In this world, where everyone is forgetting everything and empathy for the dead and dying is consigned to a website ("WeAreSorryForYourLoss.com") which offers perfunctory condolences, Joy is one of few who can remain strong and hopeful. This website, and the fact that Joy finds out most of what she knows of her mother via the internet, seems to address the way the internet has affected our interactions with one another in real life. You can shout whatever you want into the void of the web with little consequence. When we read things online, studies have shown, we actually scan them, which makes it harder to retain. And why should we remember, when we can pull it up again later?

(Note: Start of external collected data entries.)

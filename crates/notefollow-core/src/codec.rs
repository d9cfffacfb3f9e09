//! JSON encoding of the dataset for storage and export files.
//!
//! Decoding is deliberately shallow: it only insists that `creatorId`,
//! `profile` and `records` are present and that the document has the shape of
//! a dataset. Values inside are taken as-is; [`inspect`] reports anything
//! suspicious without rejecting it.

use chrono::NaiveDate;
use serde_json::Value;

use crate::error::CoreError;
use crate::types::Dataset;

const REQUIRED_FIELDS: [&str; 3] = ["creatorId", "profile", "records"];

/// Encodes the dataset as pretty-printed JSON.
///
/// # Errors
///
/// Returns [`CoreError::Encode`] if serialization fails.
pub fn serialize(dataset: &Dataset) -> Result<Vec<u8>, CoreError> {
    serde_json::to_vec_pretty(dataset).map_err(CoreError::Encode)
}

/// Decodes a dataset previously produced by [`serialize`] or an export file.
///
/// # Errors
///
/// Returns [`CoreError::MalformedData`] if the bytes are not JSON, if any of
/// `creatorId`, `profile` or `records` is missing or empty, or if the document
/// cannot be read as a dataset.
pub fn deserialize(bytes: &[u8]) -> Result<Dataset, CoreError> {
    let document: Value = serde_json::from_slice(bytes).map_err(|e| CoreError::MalformedData {
        reason: format!("not valid JSON: {e}"),
    })?;

    for field in REQUIRED_FIELDS {
        if !is_present(document.get(field)) {
            return Err(CoreError::MalformedData {
                reason: format!("missing required field `{field}`"),
            });
        }
    }

    serde_json::from_value(document).map_err(|e| CoreError::MalformedData {
        reason: e.to_string(),
    })
}

/// Treats `null`, `false`, `0` and `""` as absent.
fn is_present(value: Option<&Value>) -> bool {
    match value {
        None | Some(Value::Null) => false,
        Some(Value::Bool(b)) => *b,
        Some(Value::String(s)) => !s.is_empty(),
        Some(Value::Number(n)) => n.as_f64().is_some_and(|f| f != 0.0),
        Some(Value::Array(_) | Value::Object(_)) => true,
    }
}

/// A questionable value accepted on import.
#[derive(Debug, Clone, PartialEq, Eq)]
pub enum DatasetWarning {
    NegativeFollowers { date: NaiveDate, followers: i64 },
    DuplicateDate { date: NaiveDate },
    OutOfOrder { date: NaiveDate, previous: NaiveDate },
}

impl std::fmt::Display for DatasetWarning {
    fn fmt(&self, f: &mut std::fmt::Formatter<'_>) -> std::fmt::Result {
        match self {
            DatasetWarning::NegativeFollowers { date, followers } => {
                write!(f, "{date}: negative follower count {followers}")
            }
            DatasetWarning::DuplicateDate { date } => write!(f, "{date}: more than one record"),
            DatasetWarning::OutOfOrder { date, previous } => {
                write!(f, "{date}: recorded after later date {previous}")
            }
        }
    }
}

/// Lists semantic problems in an imported dataset.
#[must_use]
pub fn inspect(dataset: &Dataset) -> Vec<DatasetWarning> {
    let mut warnings = Vec::new();
    let mut previous: Option<NaiveDate> = None;

    for record in &dataset.records {
        if record.followers < 0 {
            warnings.push(DatasetWarning::NegativeFollowers {
                date: record.date,
                followers: record.followers,
            });
        }
        if let Some(prev) = previous {
            if record.date == prev {
                warnings.push(DatasetWarning::DuplicateDate { date: record.date });
            } else if record.date < prev {
                warnings.push(DatasetWarning::OutOfOrder {
                    date: record.date,
                    previous: prev,
                });
            }
        }
        previous = Some(previous.map_or(record.date, |p| p.max(record.date)));
    }

    warnings
}

/// File name for an export taken on `today`.
#[must_use]
pub fn export_filename(creator_id: &str, today: NaiveDate) -> String {
    format!("note-follower-{creator_id}-{}.json", today.format("%Y-%m-%d"))
}

#[cfg(test)]
#[path = "codec_test.rs"]
mod tests;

After a few experiments with GHB, she uncovers a memory she'd repressed from her childhood. The Psychologist, as she calls him, the 30-something son of one set of foster parents, abused her when she was 8. Van den Berg switches to the third person here, which reflects the dissociative feelings drugs (and memory loss) can cause, and pads this horrific incident with sadly beautiful prose, pulling at the anxiety she felt as a kid in the situation. She recalls one particularly poignant memory of being at the beach with him, where she swims too far past the buoys, so the lifeguard "keeps bringing her in. She feels like a fish on a line." These lost memories bring the entire novel together as she thinks about "why we stop remembering: there is a part of our story that we do not know how to tell to ourselves and we will away its existence for so long that finally our brain agrees to a trade: I will let you forget this, but you will never feel whole."
What might initially seem like a tired trope, a "girl-finding-herself" story, becomes a multilayered story about all of that, with tangents about the internet and technology and how they, ironically, weaken our connections to others, while diving into ideas of memory that completely transcend sentimentality and nostalgia.
Laura van den Berg discusses her novel at the Ivy Bookshop Feb. 19.